一括対応と一括対応の打ち切りについて

交通事故に遭うと、加害者が任意保険(対人賠償保険)に加入している場合には、加害者の加入する任意保険会社(以下、「相手方保険会社」といいます)が一括対応を行うことが多いです。

一括対応がされると、相手方保険会社は被害者に生じる治療費を直接医療機関に支払うことが通常であるため、通常、被害者は窓口負担なく通院することができます。そこで、今回は、よくご相談のある一括対応と一括対応の打ち切り、についてお話しいたします。

保険は、自賠責保険と任意保険があり、自賠責保険で支払いきれない部分を任意保険が負担する構造になっていますが、自賠責保険と任意保険を任意保険会社が一括して支払うことを一括対応といいます。

保険会社が一括対応を打ち切ることがありますが、実は、保険会社は独自の判断で一括対応を打ち切ることができます。一括対応の打ち切りは通院を禁止・制限するものではないため、症状が残る間は、基本的には、通院を続けて、立て替えた治療費を相手方に請求することになります(もっとも、治療費が回収できるかは事案の内容等によって異なります)。

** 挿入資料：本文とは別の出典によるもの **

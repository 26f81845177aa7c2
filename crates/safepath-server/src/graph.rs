//! Road-network graph provider.
//!
//! Graphs are loaded from JSON files under the configured data directory,
//! one file per (region, travel mode), and cached as shared immutable
//! instances. Nothing mutates a graph after it is published to the cache;
//! route computations clone before pruning.

use std::fs;
use std::path::{Path, PathBuf};
use std::sync::Arc;

use dashmap::DashMap;
use serde::Deserialize;
use thiserror::Error;

use safepath_core::{haversine_distance, Coordinate, RoadGraph, TravelMode};

#[derive(Debug, Error)]
pub enum GraphError {
    #[error("no road network available for region '{0}'")]
    UnknownRegion(String),
    #[error("failed to read graph file {path}: {source}")]
    Io {
        path: PathBuf,
        source: std::io::Error,
    },
    #[error("malformed graph file {path}: {source}")]
    Malformed {
        path: PathBuf,
        source: serde_json::Error,
    },
    #[error("graph file {path} references unknown node {node}")]
    UnknownNode { path: PathBuf, node: u64 },
}

/// On-disk graph description.
#[derive(Debug, Deserialize)]
struct GraphFile {
    nodes: Vec<GraphFileNode>,
    edges: Vec<GraphFileEdge>,
}

#[derive(Debug, Deserialize)]
struct GraphFileNode {
    id: u64,
    lat: f64,
    lon: f64,
}

#[derive(Debug, Deserialize)]
struct GraphFileEdge {
    from: u64,
    to: u64,
    /// Traversal length in meters; defaults to the great-circle distance
    /// between the endpoints.
    #[serde(default)]
    length_m: Option<f64>,
    /// One-way segments stay directed; everything else is expanded into
    /// edges in both directions, since route search needs directed
    /// traversal semantics.
    #[serde(default)]
    oneway: bool,
}

/// Loads and caches road graphs per (region, mode).
pub struct GraphProvider {
    data_dir: PathBuf,
    graphs: DashMap<(String, TravelMode), Arc<RoadGraph>>,
}

impl GraphProvider {
    pub fn new(data_dir: impl Into<PathBuf>) -> Self {
        Self {
            data_dir: data_dir.into(),
            graphs: DashMap::new(),
        }
    }

    pub fn cached_graph_count(&self) -> usize {
        self.graphs.len()
    }

    /// Fetch the graph for a region and travel mode, loading it on first use.
    pub fn graph(&self, region: &str, mode: TravelMode) -> Result<Arc<RoadGraph>, GraphError> {
        let key = (region_slug(region), mode);
        if let Some(graph) = self.graphs.get(&key) {
            tracing::debug!("Using cached graph for {}/{}", key.0, mode.as_str());
            return Ok(graph.clone());
        }

        let path = self.resolve_path(&key.0, mode)?;
        tracing::info!("Loading road network for {} ({})", region, mode.as_str());
        let graph = Arc::new(load_graph_file(&path)?);
        self.graphs.insert(key, graph.clone());
        Ok(graph)
    }

    fn resolve_path(&self, slug: &str, mode: TravelMode) -> Result<PathBuf, GraphError> {
        // Prefer a mode-specific network, fall back to a mode-agnostic one.
        let per_mode = self.data_dir.join(format!("{}.{}.json", slug, mode.as_str()));
        if per_mode.is_file() {
            return Ok(per_mode);
        }
        let shared = self.data_dir.join(format!("{}.json", slug));
        if shared.is_file() {
            return Ok(shared);
        }
        Err(GraphError::UnknownRegion(slug.to_string()))
    }
}

/// Normalize a human region name ("Chiang Mai, Thailand") to a file slug
/// ("chiang-mai-thailand").
pub fn region_slug(region: &str) -> String {
    let mut slug = String::with_capacity(region.len());
    let mut last_dash = true;
    for ch in region.chars() {
        if ch.is_ascii_alphanumeric() {
            slug.push(ch.to_ascii_lowercase());
            last_dash = false;
        } else if !last_dash {
            slug.push('-');
            last_dash = true;
        }
    }
    while slug.ends_with('-') {
        slug.pop();
    }
    slug
}

fn load_graph_file(path: &Path) -> Result<RoadGraph, GraphError> {
    let raw = fs::read_to_string(path).map_err(|source| GraphError::Io {
        path: path.to_path_buf(),
        source,
    })?;
    let file: GraphFile = serde_json::from_str(&raw).map_err(|source| GraphError::Malformed {
        path: path.to_path_buf(),
        source,
    })?;

    let mut graph = RoadGraph::new();
    for node in &file.nodes {
        graph.add_node(
            node.id,
            Coordinate {
                lat: node.lat,
                lon: node.lon,
            },
        );
    }

    for edge in &file.edges {
        let from = graph.node(edge.from).ok_or(GraphError::UnknownNode {
            path: path.to_path_buf(),
            node: edge.from,
        })?;
        let to = graph.node(edge.to).ok_or(GraphError::UnknownNode {
            path: path.to_path_buf(),
            node: edge.to,
        })?;
        let length_m = edge
            .length_m
            .unwrap_or_else(|| haversine_distance(from, to));
        graph.add_edge(edge.from, edge.to, length_m);
        if !edge.oneway {
            graph.add_edge(edge.to, edge.from, length_m);
        }
    }

    tracing::debug!(
        "Loaded graph from {}: {} nodes, {} edges",
        path.display(),
        graph.node_count(),
        graph.edge_count()
    );
    Ok(graph)
}
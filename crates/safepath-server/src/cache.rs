//! Size/age upkeep for DashMap-backed caches.

use dashmap::DashMap;
use std::hash::Hash;
use std::time::{Duration, Instant};

pub trait CacheEntry {
    fn created_at(&self) -> Instant;
}

/// Drop entries older than `max_age`, then evict oldest-first until at most
/// `max_entries` remain.
pub fn prune_cache<K, V>(cache: &DashMap<K, V>, max_entries: usize, max_age: Duration)
where
    K: Clone + Eq + Hash,
    V: CacheEntry,
{
    let now = Instant::now();
    let mut entries: Vec<(K, Instant)> = cache
        .iter()
        .map(|entry| (entry.key().clone(), entry.value().created_at()))
        .collect();

    for (key, created_at) in &entries {
        if now.duration_since(*created_at) > max_age {
            cache.remove(key);
        }
    }

    if cache.len() <= max_entries {
        return;
    }

    entries.sort_by_key(|(_, created_at)| *created_at);
    for (key, _) in entries {
        if cache.len() <= max_entries {
            break;
        }
        cache.remove(&key);
    }
}

#[cfg(test)]
mod tests {
    use super::*;

    struct Entry(Instant);

    impl CacheEntry for Entry {
        fn created_at(&self) -> Instant {
            self.0
        }
    }

    #[test]
    fn evicts_oldest_beyond_capacity() {
        let cache: DashMap<u32, Entry> = DashMap::new();
        let base = Instant::now();
        for i in 0..5u32 {
            cache.insert(i, Entry(base + Duration::from_secs(i as u64)));
        }

        prune_cache(&cache, 2, Duration::from_secs(3600));
        assert_eq!(cache.len(), 2);
        assert!(cache.contains_key(&3));
        assert!(cache.contains_key(&4));
    }

    #[test]
    fn drops_expired_entries() {
        let cache: DashMap<u32, Entry> = DashMap::new();
        cache.insert(1, Entry(Instant::now() - Duration::from_secs(120)));
        cache.insert(2, Entry(Instant::now()));

        prune_cache(&cache, 10, Duration::from_secs(60));
        assert_eq!(cache.len(), 1);
        assert!(cache.contains_key(&2));
    }
}
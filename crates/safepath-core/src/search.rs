//! Heuristic-guided shortest-path search on the (pruned) road graph.

use std::cmp::{Ordering, Reverse};
use std::collections::{BinaryHeap, HashMap, HashSet};

use crate::error::RouteError;
use crate::geo::haversine_distance;
use crate::graph::{NodeId, RoadGraph};
use crate::models::Coordinate;

/// An ordered vertex path plus its traversed length.
#[derive(Debug, Clone, PartialEq)]
pub struct Route {
    pub path: Vec<NodeId>,
    pub total_length_m: f64,
}

#[derive(Debug, Clone, Copy)]
struct FloatOrd(f64);

impl PartialEq for FloatOrd {
    fn eq(&self, other: &Self) -> bool {
        self.0.to_bits() == other.0.to_bits()
    }
}

impl Eq for FloatOrd {}

impl PartialOrd for FloatOrd {
    fn partial_cmp(&self, other: &Self) -> Option<Ordering> {
        Some(self.cmp(other))
    }
}

impl Ord for FloatOrd {
    fn cmp(&self, other: &Self) -> Ordering {
        self.0.total_cmp(&other.0)
    }
}

#[derive(Debug, Clone, Copy, PartialEq, Eq)]
struct OpenNode {
    node: NodeId,
    g_score: FloatOrd,
    f_score: FloatOrd,
}

impl PartialOrd for OpenNode {
    fn partial_cmp(&self, other: &Self) -> Option<Ordering> {
        Some(self.cmp(other))
    }
}

impl Ord for OpenNode {
    fn cmp(&self, other: &Self) -> Ordering {
        self.f_score
            .cmp(&other.f_score)
            .then_with(|| self.g_score.cmp(&other.g_score))
            .then_with(|| self.node.cmp(&other.node))
    }
}

/// Snap a coordinate to the nearest graph vertex by great-circle distance.
/// Ties break to the lowest node id. `None` only for an empty graph.
pub fn snap_to_nearest(graph: &RoadGraph, point: Coordinate) -> Option<NodeId> {
    graph.nearest_node(point)
}

/// Find the shortest path between two coordinates on `graph`.
///
/// Each endpoint is snapped independently to its nearest vertex. An empty
/// graph (everything pruned away) yields `BlockedEndpoint`.
pub fn find_route(graph: &RoadGraph, start: Coordinate, end: Coordinate) -> Result<Route, RouteError> {
    let start_node = snap_to_nearest(graph, start).ok_or(RouteError::BlockedEndpoint)?;
    let end_node = snap_to_nearest(graph, end).ok_or(RouteError::BlockedEndpoint)?;
    find_route_between(graph, start_node, end_node)
}

/// A* from `start_node` to `end_node` over directed edges, weighted by edge
/// length in meters, with the great-circle distance to the goal as the
/// heuristic. Straight-line distance never exceeds any real road path, so
/// the heuristic is admissible and the result is a shortest path.
///
/// Fails with `BlockedEndpoint` when either vertex is absent from the
/// graph (pruning isolated that endpoint's neighborhood) and `NoPath` when
/// no connecting path remains.
pub fn find_route_between(
    graph: &RoadGraph,
    start_node: NodeId,
    end_node: NodeId,
) -> Result<Route, RouteError> {
    if !graph.has_node(start_node) || !graph.has_node(end_node) {
        return Err(RouteError::BlockedEndpoint);
    }

    // Nodes are known to exist at this point.
    let goal = graph.node(end_node).ok_or(RouteError::BlockedEndpoint)?;
    let heuristic = |node: NodeId| -> f64 {
        graph
            .node(node)
            .map(|pos| haversine_distance(pos, goal))
            .unwrap_or(0.0)
    };

    let mut open_set: BinaryHeap<Reverse<OpenNode>> = BinaryHeap::new();
    let mut g_score: HashMap<NodeId, f64> = HashMap::new();
    let mut came_from: HashMap<NodeId, NodeId> = HashMap::new();
    let mut closed_set: HashSet<NodeId> = HashSet::new();

    g_score.insert(start_node, 0.0);
    open_set.push(Reverse(OpenNode {
        node: start_node,
        g_score: FloatOrd(0.0),
        f_score: FloatOrd(heuristic(start_node)),
    }));

    let mut found = false;
    while let Some(Reverse(current)) = open_set.pop() {
        if closed_set.contains(&current.node) {
            continue;
        }
        let best_g = g_score.get(&current.node).copied().unwrap_or(f64::INFINITY);
        if current.g_score.0 > best_g {
            continue; // stale heap entry
        }

        if current.node == end_node {
            found = true;
            break;
        }
        closed_set.insert(current.node);

        for edge in graph.neighbors(current.node) {
            if closed_set.contains(&edge.to) {
                continue;
            }
            let tentative_g = best_g + edge.length_m;
            if tentative_g < g_score.get(&edge.to).copied().unwrap_or(f64::INFINITY) {
                came_from.insert(edge.to, current.node);
                g_score.insert(edge.to, tentative_g);
                open_set.push(Reverse(OpenNode {
                    node: edge.to,
                    g_score: FloatOrd(tentative_g),
                    f_score: FloatOrd(tentative_g + heuristic(edge.to)),
                }));
            }
        }
    }

    if !found {
        return Err(RouteError::NoPath);
    }

    let mut path = vec![end_node];
    let mut current = end_node;
    while let Some(&previous) = came_from.get(&current) {
        path.push(previous);
        current = previous;
    }
    path.reverse();

    Ok(Route {
        total_length_m: path_length(graph, &path),
        path,
    })
}

/// Sum the stored length of each consecutive vertex pair along `path`,
/// using the first parallel edge between a pair.
fn path_length(graph: &RoadGraph, path: &[NodeId]) -> f64 {
    path.windows(2)
        .filter_map(|pair| graph.first_edge_length(pair[0], pair[1]))
        .sum()
}

#[cfg(test)]
mod tests {
    use super::*;
    use crate::classify::classify;
    use crate::models::HazardZone;
    use crate::prune::prune;

    fn coord(lat: f64, lon: f64) -> Coordinate {
        Coordinate { lat, lon }
    }

    /// P1(0,0) - P2(0,0.001) - P3(0,0.002) connected in a line, both ways.
    fn line_graph() -> RoadGraph {
        let mut graph = RoadGraph::new();
        graph.add_node(1, coord(0.0, 0.0));
        graph.add_node(2, coord(0.0, 0.001));
        graph.add_node(3, coord(0.0, 0.002));
        graph.add_edge(1, 2, 111.0);
        graph.add_edge(2, 1, 111.0);
        graph.add_edge(2, 3, 111.0);
        graph.add_edge(3, 2, 111.0);
        graph
    }

    fn hazard_at_p2(level: u8) -> HazardZone {
        HazardZone {
            id: None,
            lat: 0.0,
            lon: 0.001,
            level,
            name: "Hazard Zone".to_string(),
            radius_m: 10.0,
            created_at: None,
        }
    }

    #[test]
    fn route_along_the_line() {
        let graph = line_graph();
        let route = find_route(&graph, coord(0.0, 0.0), coord(0.0, 0.002)).unwrap();
        assert_eq!(route.path, vec![1, 2, 3]);
        assert_eq!(route.total_length_m, 222.0);
    }

    /// A five-vertex chain; the outer segments keep the endpoints alive
    /// when the middle vertex is pruned away.
    fn chain_graph() -> RoadGraph {
        let mut graph = RoadGraph::new();
        for i in 0..5u64 {
            graph.add_node(i, coord(0.0, i as f64 * 0.001));
        }
        for i in 0..4u64 {
            graph.add_edge(i, i + 1, 111.0);
            graph.add_edge(i + 1, i, 111.0);
        }
        graph
    }

    #[test]
    fn high_level_hazard_severs_the_route() {
        // Level 6 hazard on the middle vertex, threshold 3: both incident
        // segments are pruned, isolating the middle vertex, and the two
        // remaining components are disconnected.
        let graph = chain_graph();
        let hazard = HazardZone {
            lon: 0.002,
            ..hazard_at_p2(6)
        };
        let result = classify(&graph, &[hazard], 3);
        assert_eq!(result.dangerous_edges.len(), 4);

        let (safe_graph, _) = prune(&graph, &result.dangerous_edges);
        assert!(!safe_graph.has_node(2));
        assert!(safe_graph.has_node(1));
        assert!(safe_graph.has_node(3));

        let err = find_route(&safe_graph, coord(0.0, 0.001), coord(0.0, 0.003)).unwrap_err();
        assert_eq!(err, RouteError::NoPath);
    }

    #[test]
    fn fully_pruned_neighborhood_blocks_the_endpoint() {
        // In the minimal line graph the same hazard strands every vertex,
        // so there is nothing left to snap to.
        let graph = line_graph();
        let result = classify(&graph, &[hazard_at_p2(6)], 3);
        let (safe_graph, _) = prune(&graph, &result.dangerous_edges);
        assert_eq!(safe_graph.node_count(), 0);

        let err = find_route(&safe_graph, coord(0.0, 0.0), coord(0.0, 0.002)).unwrap_err();
        assert_eq!(err, RouteError::BlockedEndpoint);
    }

    #[test]
    fn low_level_hazard_leaves_route_intact() {
        // Level 2 hazard at threshold 3 flags nothing; route runs P1-P2-P3.
        let graph = line_graph();
        let result = classify(&graph, &[hazard_at_p2(2)], 3);
        assert!(result.dangerous_edges.is_empty());

        let (safe_graph, removed) = prune(&graph, &result.dangerous_edges);
        assert_eq!(removed, 0);

        let route = find_route(&safe_graph, coord(0.0, 0.0), coord(0.0, 0.002)).unwrap();
        assert_eq!(route.path, vec![1, 2, 3]);
        assert_eq!(route.total_length_m, 222.0);
    }

    #[test]
    fn far_away_start_still_snaps() {
        let graph = line_graph();
        let route = find_route(&graph, coord(10.0, 10.0), coord(0.0, 0.0)).unwrap();
        // 10,10 is nearest to P3; the route runs back along the line.
        assert_eq!(route.path, vec![3, 2, 1]);
    }

    #[test]
    fn missing_endpoint_is_blocked() {
        let graph = line_graph();
        let err = find_route_between(&graph, 1, 99).unwrap_err();
        assert_eq!(err, RouteError::BlockedEndpoint);
    }

    #[test]
    fn empty_graph_is_blocked() {
        let graph = RoadGraph::new();
        let err = find_route(&graph, coord(0.0, 0.0), coord(0.0, 0.002)).unwrap_err();
        assert_eq!(err, RouteError::BlockedEndpoint);
    }

    #[test]
    fn start_equals_end() {
        let graph = line_graph();
        let route = find_route_between(&graph, 2, 2).unwrap();
        assert_eq!(route.path, vec![2]);
        assert_eq!(route.total_length_m, 0.0);
    }

    #[test]
    fn one_way_edges_are_respected() {
        let mut graph = RoadGraph::new();
        graph.add_node(1, coord(0.0, 0.0));
        graph.add_node(2, coord(0.0, 0.001));
        graph.add_edge(1, 2, 111.0);

        assert!(find_route_between(&graph, 1, 2).is_ok());
        assert_eq!(
            find_route_between(&graph, 2, 1).unwrap_err(),
            RouteError::NoPath
        );
    }

    #[test]
    fn search_takes_the_shorter_branch() {
        // Diamond: 1 -> 2 -> 4 is shorter than 1 -> 3 -> 4.
        let mut graph = RoadGraph::new();
        graph.add_node(1, coord(0.0, 0.0));
        graph.add_node(2, coord(0.001, 0.001));
        graph.add_node(3, coord(-0.001, 0.001));
        graph.add_node(4, coord(0.0, 0.002));
        graph.add_edge(1, 2, 160.0);
        graph.add_edge(2, 4, 160.0);
        graph.add_edge(1, 3, 200.0);
        graph.add_edge(3, 4, 200.0);

        let route = find_route_between(&graph, 1, 4).unwrap();
        assert_eq!(route.path, vec![1, 2, 4]);
        assert_eq!(route.total_length_m, 320.0);
    }

    #[test]
    fn reported_length_matches_summed_edges() {
        let graph = line_graph();
        let route = find_route_between(&graph, 1, 3).unwrap();
        let summed: f64 = route
            .path
            .windows(2)
            .map(|pair| graph.first_edge_length(pair[0], pair[1]).unwrap())
            .sum();
        assert_eq!(route.total_length_m, summed);
    }
}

一括対応の打ち切り後、通院頻度が極端に落ちる方や通院されない方がいらっしゃいますが、治療に対しての影響だけでなく、後遺障害や賠償金にも影響することがありますので、基本的には、通院を継続することをお勧めします(もっとも、治療費が回収できるかは事案の内容等によって異なります)。
相手方保険会社から打ち切りの話をされた際、症状が残っており、一括対応を延長できないか相手方保険会社に交渉される方もいらっしゃると思います。

相手方保険会社は、①治療に関する医師の見解(症状固定時期)、②症状の経過(徐々に良くなっているかなど)、③受傷態様(事故状況・物損の状況なども考慮されます)、など、様々な要素を総合的に考慮して一括対応を延長するかを判断することが多いです。

そのため、相手方保険会社に一括対応の延長の交渉をするときにも、ご自身で症状の経過を伝えて交渉したものの、相手方保険会社が一括対応の延長を行わない場合には、症状固定時期に関する医師の見解などの交渉材料を集めて、再度、交渉することが有効な場合もあります。

いずれにしても、相手方保険会社から打ち切りの話が出た場合には、一度、交通事故に詳しい弁護士に相談することをお勧めします。